Here are three reasons why implementing a walk pole exercise might be a good idea.
1. Balance and control
Pole work, in general, helps horses and riders find their balance and gain a bit of extra control. It makes riders focus on moving straight, and it helps correct potential unwanted bending of your horse’s body. In the walk, there’s time for everything – correct aids, approach, focusing on riding in the center of the poles, proper reactions from your horse, etc. Simply put – if there’s a problem with poles in the walk, this issue will only multiply in trot or canter.
Walk with its four-beat rhythm is the hardest gait when it comes to correct execution. Many horses struggle the most to carry themselves well in the walk, and poles may help here. Put in the right distance, poles will encourage your horse to engage hind quarters, express their walk and use more energy.

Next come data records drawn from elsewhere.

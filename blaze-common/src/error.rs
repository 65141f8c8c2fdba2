//! Error taxonomy shared by every blaze component.
//!
//! Each crate keeps its own detailed error type (DNS, client, token, ...) and
//! converts into [`GatewayError`] at its public boundary, so the SMTP session
//! and the HTTP API can map failures onto replies without knowing where they
//! came from.

use std::{fmt, io};

use thiserror::Error;

use crate::trust::TrustReport;

/// The resource that a request ran out of.
#[derive(Debug, Clone, PartialEq, Eq)]
pub enum Capacity {
    /// Message data grew beyond the configured maximum.
    MessageSize { limit: usize },
    /// Too many recipients for one envelope.
    Recipients { limit: usize },
    /// A single line was longer than allowed.
    LineLength { limit: usize },
    /// Request body field too large (API submissions).
    Field { field: &'static str, limit: usize },
    /// No rate-limit token was available for the caller.
    RateLimit,
}

impl fmt::Display for Capacity {
    fn fmt(&self, f: &mut fmt::Formatter<'_>) -> fmt::Result {
        match self {
            Self::MessageSize { limit } => {
                write!(f, "message exceeds maximum size of {limit} bytes")
            }
            Self::Recipients { limit } => write!(f, "too many recipients (maximum {limit})"),
            Self::LineLength { limit } => write!(f, "line exceeds {limit} characters"),
            Self::Field { field, limit } => write!(f, "{field} exceeds {limit} bytes"),
            Self::RateLimit => f.write_str("rate limit exceeded"),
        }
    }
}

/// Failure classes surfaced by the gateway.
#[derive(Debug, Clone, Error)]
pub enum GatewayError {
    /// Malformed envelope or request shape.
    #[error("Validation failed: {0}")]
    Validation(String),

    /// Bad credentials, or invalid/expired claims.
    #[error("Authentication failed: {0}")]
    Authentication(String),

    /// The sending domain did not pass the required trust checks.
    #[error("Domain {} failed trust verification: {}", .0.domain(), .0.summary())]
    TrustVerification(Box<TrustReport>),

    /// A size, count or rate limit was hit.
    #[error("Capacity exceeded: {0}")]
    CapacityExceeded(Capacity),

    /// DNS, TLS or connection failure.
    #[error("Network error: {0}")]
    Network(String),

    /// Out-of-sequence command, malformed framing or a rejection reply.
    #[error("Protocol violation: {0}")]
    Protocol(String),
}

impl GatewayError {
    /// Returns `true` if the caller supplied something unacceptable, as
    /// opposed to a verification or system failure.
    #[must_use]
    pub const fn is_client_error(&self) -> bool {
        matches!(
            self,
            Self::Validation(_) | Self::Authentication(_) | Self::CapacityExceeded(_)
        )
    }

    #[must_use]
    pub const fn is_validation(&self) -> bool {
        matches!(self, Self::Validation(_))
    }

    #[must_use]
    pub const fn is_network(&self) -> bool {
        matches!(self, Self::Network(_))
    }

    /// The itemized trust report, if this is a verification failure
    #[must_use]
    pub fn trust_report(&self) -> Option<&TrustReport> {
        match self {
            Self::TrustVerification(report) => Some(&**report),
            _ => None,
        }
    }
}

impl From<io::Error> for GatewayError {
    fn from(err: io::Error) -> Self {
        Self::Network(err.to_string())
    }
}

/// Errors that end an inbound session.
#[derive(Debug, Error)]
pub enum SessionError {
    /// Protocol error occurred during session.
    #[error("Protocol error: {0}")]
    Protocol(String),

    /// Connection error occurred.
    #[error("Connection error: {0}")]
    Connection(#[from] io::Error),

    /// Shutdown signal received.
    #[error("Shutdown requested")]
    Shutdown,

    /// Session timed out.
    #[error("Session timed out after {0} seconds")]
    Timeout(u64),
}

impl SessionError {
    /// Returns `true` if the error indicates a graceful shutdown.
    #[must_use]
    pub const fn is_shutdown(&self) -> bool {
        matches!(self, Self::Shutdown)
    }

    /// Returns `true` if the error is a client-side issue.
    #[must_use]
    pub const fn is_client_error(&self) -> bool {
        matches!(self, Self::Protocol(_) | Self::Timeout(_))
    }
}

#[cfg(test)]
mod tests {
    use super::*;
    use crate::{
        domain::Domain,
        trust::{CheckStatus, TrustReport},
    };

    #[test]
    fn test_gateway_error_display() {
        let err = GatewayError::CapacityExceeded(Capacity::MessageSize { limit: 1024 });
        assert_eq!(
            err.to_string(),
            "Capacity exceeded: message exceeds maximum size of 1024 bytes"
        );

        let err = GatewayError::Protocol("need MAIL before RCPT".to_string());
        assert_eq!(err.to_string(), "Protocol violation: need MAIL before RCPT");
    }

    #[test]
    fn test_trust_failure_carries_report() {
        let report = TrustReport::new(
            Domain::new("example.com"),
            CheckStatus::Invalid("no MX records".to_string()),
            CheckStatus::Valid,
            CheckStatus::Valid,
            CheckStatus::Valid,
        );
        let err = GatewayError::TrustVerification(Box::new(report));

        assert!(!err.is_client_error());
        assert_eq!(
            err.trust_report().map(|r| r.domain().as_str()),
            Some("example.com")
        );
        assert_eq!(
            err.to_string(),
            "Domain example.com failed trust verification: MX: no MX records"
        );
    }

    #[test]
    fn test_error_classification() {
        assert!(GatewayError::Validation(String::new()).is_client_error());
        assert!(GatewayError::Authentication(String::new()).is_client_error());
        assert!(GatewayError::CapacityExceeded(Capacity::RateLimit).is_client_error());
        assert!(!GatewayError::Network(String::new()).is_client_error());
        assert!(!GatewayError::Protocol(String::new()).is_client_error());

        let io_err = io::Error::new(io::ErrorKind::ConnectionRefused, "refused");
        assert!(GatewayError::from(io_err).is_network());
    }

    #[test]
    fn test_session_error_classification() {
        let err = SessionError::Shutdown;
        assert!(err.is_shutdown());
        assert!(!err.is_client_error());

        let err = SessionError::Timeout(30);
        assert!(!err.is_shutdown());
        assert!(err.is_client_error());
    }
}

The rhythm of the walk should be a clear 4-beat one. This may be more important for dressage riders, where horses get marks for the steady 4-beat rhythm, but even showjumpers should pay attention to develop correct gaits. Poles help with any irregularities in this defined rhythm (horses sometimes put their front legs immediately after their hind leg, which results in an almost 2-beat rhythm), and implementing walk poles into your training plan helps to develop a clear and precise rhythm that will score you high marks in a test.
We should always ride our horses in a way that’s therapeutic for them, not the other way around. Putting walk poles at a slightly longer distance makes your horse extend the gait and engage their backs, offering a great way of stretching.